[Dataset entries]

#[derive(Debug)]
enum Command {
    Subscribe { id: String },
    Unsubscribe { id: String },
}

/// An active subscription's consumer side.
///
/// Dropping the stream (or calling [`stop`](Self::stop)) ends the
/// subscription on the server.
#[derive(Debug)]
pub struct SubscriptionStream {
    id: String,
    receiver: mpsc::Receiver<SubscriptionMessage>,
    command_tx: Option<mpsc::UnboundedSender<Command>>,
}

impl SubscriptionStream {
    /// The protocol id of this subscription.
    pub fn id(&self) -> &str {
        &self.id
    }

    /// Waits for the next message. Returns `None` once the subscription is
    /// finished and all buffered messages were consumed.
    pub async fn next(&mut self) -> Option<SubscriptionMessage> {
        self.receiver.recv().await
    }

    /// Ends the subscription early.
    pub fn stop(&mut self) {
        if let Some(tx) = self.command_tx.take() {
            let _ = tx.send(Command::Unsubscribe {
                id: self.id.clone(),
            });
        }
    }
}

impl Drop for SubscriptionStream {
    fn drop(&mut self) {
        self.stop();
    }
}

struct RegisteredSubscription {
    operation: Operation,
    sender: mpsc::Sender<SubscriptionMessage>,
}

#[derive(Default)]
struct TransportState {
    subscriptions: HashMap<String, RegisteredSubscription>,
    // Present while a connection task is serving this transport. Cleared
    // by the task itself, under this lock, when it decides to exit; that
    // keeps last-unsubscribe and a racing new subscribe consistent.
    command_tx: Option<mpsc::UnboundedSender<Command>>,
}

/// WebSocket transport for subscription operations.
#[derive(Clone)]
pub struct StreamingTransport {
    inner: Arc<StreamingInner>,
}

struct StreamingInner {
    config: StreamingConfig,
    credentials: Arc<dyn CredentialProvider>,
    state: Mutex<TransportState>,
    next_id: AtomicU64,
}

impl StreamingTransport {
    /// Creates the transport. No connection is made until the first
    /// subscription.
    pub fn new(config: StreamingConfig, credentials: Arc<dyn CredentialProvider>) -> Self {
        Self {
            inner: Arc::new(StreamingInner {
                config,
                credentials,
                state: Mutex::new(TransportState::default()),
                next_id: AtomicU64::new(1),
            }),
        }
    }

    /// The configuration in force.
    pub fn config(&self) -> &StreamingConfig {
        &self.inner.config
    }

    /// Number of currently registered subscriptions.
    pub fn active_subscriptions(&self) -> usize {
        self.inner.state.lock().subscriptions.len()
    }

    /// Starts a subscription, opening the shared connection if needed.
    pub async fn subscribe(&self, operation: Operation) -> Result<SubscriptionStream> {
        let id = self.inner.next_id.fetch_add(1, Ordering::Relaxed).to_string();
        let (sender, receiver) = mpsc::channel(32);

        let command_tx = {
            let mut state = self.inner.state.lock();
            state.subscriptions.insert(
                id.clone(),
                RegisteredSubscription { operation, sender },
            );
            match &state.command_tx {
                Some(tx) if !tx.is_closed() => tx.clone(),
                _ => {
                    let (tx, rx) = mpsc::unbounded_channel();
                    state.command_tx = Some(tx.clone());
                    let inner = Arc::clone(&self.inner);
                    tokio::spawn(connection_task(inner, rx));
                    tx
                }
            }
        };

        if command_tx
            .send(Command::Subscribe { id: id.clone() })
            .is_err()
        {
            self.inner.state.lock().subscriptions.remove(&id);
            return Err(ClientError::WebSocket(
                "subscription connection is shutting down".to_string(),
            ));
        }

        Ok(SubscriptionStream {
            id,
            receiver,
            command_tx: Some(command_tx),
        })
    }
}

/// Why one connection session ended.
enum SessionEnd {
    /// The socket dropped or went silent; reconnect.
    Dropped,
    /// The last subscription ended; the task is done.
    Shutdown,
}

/// Owns the connection for the life of the transport's subscriptions,
/// reconnecting dropped sessions after a fixed delay.
async fn connection_task(inner: Arc<StreamingInner>, mut commands: mpsc::UnboundedReceiver<Command>) {
    loop {
        {
            let mut state = inner.state.lock();
            if state.subscriptions.is_empty() {
                state.command_tx = None;
                break;
            }
        }

        // fresh credential on every attempt, so rotations apply to reconnects
        let token = inner.credentials.bearer_token().await;
        let init_payload =
            token.map(|token| serde_json::json!({ "Authorization": format!("Bearer {token}") }));

        match connect(&inner.config).await {
            Ok(ws) => {
                tracing::info!(target: TARGET, url = %inner.config.url, "subscription connection established");
                match run_connection(&inner, ws, init_payload, &mut commands).await {
                    SessionEnd::Shutdown => return,
                    SessionEnd::Dropped => {}
                }
            }
            Err(error) => {
                tracing::warn!(target: TARGET, error = %error, "subscription connect failed");
            }
        }

        // apply unsubscribes that arrived while the socket was down; queued
        // subscribes are covered by the registry replay on the next ack
        while let Ok(command) = commands.try_recv() {
            if let Command::Unsubscribe { id } = command {
                inner.state.lock().subscriptions.remove(&id);
            }
        }

        {
            let mut state = inner.state.lock();
            if state.subscriptions.is_empty() {
                state.command_tx = None;
                break;
            }
        }

        tracing::debug!(
            target: TARGET,
            delay_ms = inner.config.reconnect_delay.as_millis() as u64,
            "reconnecting subscription connection"
        );
        tokio::time::sleep(inner.config.reconnect_delay).await;
    }
}

fn build_request(config: &StreamingConfig) -> Result<tokio_tungstenite::tungstenite::handshake::client::Request> {
    let mut request = config
        .url
        .as_str()
        .into_client_request()
        .map_err(|e| ClientError::InvalidUrl(e.to_string()))?;
    request.headers_mut().insert(
        "Sec-WebSocket-Protocol",
        http::HeaderValue::from_static(WS_SUBPROTOCOL),
    );
    Ok(request)
}

async fn connect(config: &StreamingConfig) -> Result<WsStream> {
    let request = build_request(config)?;
    let (stream, _response) =
        tokio::time::timeout(config.connection_timeout, tokio_tungstenite::connect_async(request))
            .await
            .map_err(|_| ClientError::Timeout)?
            .map_err(|e| ClientError::WebSocket(e.to_string()))?;
    Ok(stream)
}

/// Runs one connection session until it drops or the task should exit.
async fn run_connection(
    inner: &Arc<StreamingInner>,
    ws: WsStream,
    init_payload: Option<Value>,
    commands: &mut mpsc::UnboundedReceiver<Command>,
) -> SessionEnd {
    let (mut write, mut read) = ws.split();

    if send_frame(&mut write, &WireMessage::ConnectionInit {
        payload: init_payload,
    })
    .await
    .is_err()
    {
        return SessionEnd::Dropped;
    }

    let keep_alive = inner.config.keep_alive.clone();
    let mut acked = false;
    // ids whose subscribe frame already went out on this socket; a command
    // that raced the ack replay must not issue its id a second time, the
    // server would answer the duplicate by closing with 4409
    let mut issued: HashSet<String> = HashSet::new();
    let mut ping_interval = tokio::time::interval_at(
        tokio::time::Instant::now() + keep_alive.interval,
        keep_alive.interval,
    );
    ping_interval.set_missed_tick_behavior(MissedTickBehavior::Delay);
    // armed by an unanswered ping, cleared only by an explicit pong
    let mut pong_deadline: Option<tokio::time::Instant> = None;

    loop {
        tokio::select! {
            command = commands.recv() => match command {
                Some(Command::Subscribe { id }) => {
                    // before the ack the registry replay covers it
                    if acked && !issued.contains(&id) {
                        let operation = {
                            let state = inner.state.lock();
                            state.subscriptions.get(&id).map(|s| s.operation.clone())
                        };
                        if let Some(payload) = operation {
                            issued.insert(id.clone());
                            if send_frame(&mut write, &WireMessage::Subscribe { id, payload })
                                .await
                                .is_err()
                            {
                                return SessionEnd::Dropped;
                            }
                        }
                    }
                }
                Some(Command::Unsubscribe { id }) => {
                    let (known, empty_now) = {
                        let mut state = inner.state.lock();
                        let known = state.subscriptions.remove(&id).is_some();
                        let empty_now = state.subscriptions.is_empty();
                        if empty_now {
                            state.command_tx = None;
                        }
                        (known, empty_now)
                    };
                    issued.remove(&id);
                    if known {
                        let _ = send_frame(&mut write, &WireMessage::Complete { id }).await;
                    }
                    if empty_now {
                        tracing::debug!(target: TARGET, "last subscription ended, closing connection");
                        let _ = write.send(Message::Close(None)).await;
                        return SessionEnd::Shutdown;
                    }
                }
                None => return SessionEnd::Shutdown,
            },

            _ = ping_interval.tick() => {
                if send_frame(&mut write, &WireMessage::Ping { payload: None }).await.is_err() {
                    return SessionEnd::Dropped;
                }
                // the earliest outstanding ping keeps its deadline
                if pong_deadline.is_none() {
                    pong_deadline = Some(tokio::time::Instant::now() + keep_alive.pong_timeout);
                }
            }

            _ = wait_until(pong_deadline) => {
                tracing::warn!(
                    target: TARGET,
                    timeout_ms = keep_alive.pong_timeout.as_millis() as u64,
                    "no pong within the keep-alive window, terminating connection"
                );
                return SessionEnd::Dropped;
            }

            frame = read.next() => match frame {
                Some(Ok(Message::Text(text))) => {
                    match serde_json::from_str::<WireMessage>(&text) {
                        Ok(message) => {
                            if let Some(end) = handle_message(
                                inner,
                                &mut write,
                                &mut acked,
                                &mut issued,
                                &mut pong_deadline,
                                message,
                            )
                            .await
                            {
                                return end;
                            }
                        }
                        Err(error) => {
                            tracing::debug!(target: TARGET, error = %error, "ignoring unrecognized frame");
                        }
                    }
                }
                Some(Ok(Message::Close(frame))) => {
                    match &frame {
                        Some(frame) => tracing::warn!(
                            target: TARGET,
                            code = u16::from(frame.code),
                            reason = %frame.reason,
                            "server closed subscription connection"
                        ),
                        None => tracing::warn!(
                            target: TARGET,
                            "server closed subscription connection"
                        ),
                    }
                    return SessionEnd::Dropped;
                }
                // ws-level ping/pong and binary frames need no handling here
                Some(Ok(_)) => {}
                Some(Err(error)) => {
                    tracing::warn!(target: TARGET, error = %error, "subscription connection failed");
                    return SessionEnd::Dropped;
                }
                None => return SessionEnd::Dropped,
            },
        }
    }
}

### TASK STATEMENT
From the opening line of the data above, please print each line as written up to and including the line that contains "pub fn id(&self)", and nothing more.

### TASK SOLUTION
#[derive(Debug)]
enum Command {
    Subscribe { id: String },
    Unsubscribe { id: String },
}

/// An active subscription's consumer side.
///
/// Dropping the stream (or calling [`stop`](Self::stop)) ends the
/// subscription on the server.
#[derive(Debug)]
pub struct SubscriptionStream {
    id: String,
    receiver: mpsc::Receiver<SubscriptionMessage>,
    command_tx: Option<mpsc::UnboundedSender<Command>>,
}

impl SubscriptionStream {
    /// The protocol id of this subscription.
    pub fn id(&self) -> &str {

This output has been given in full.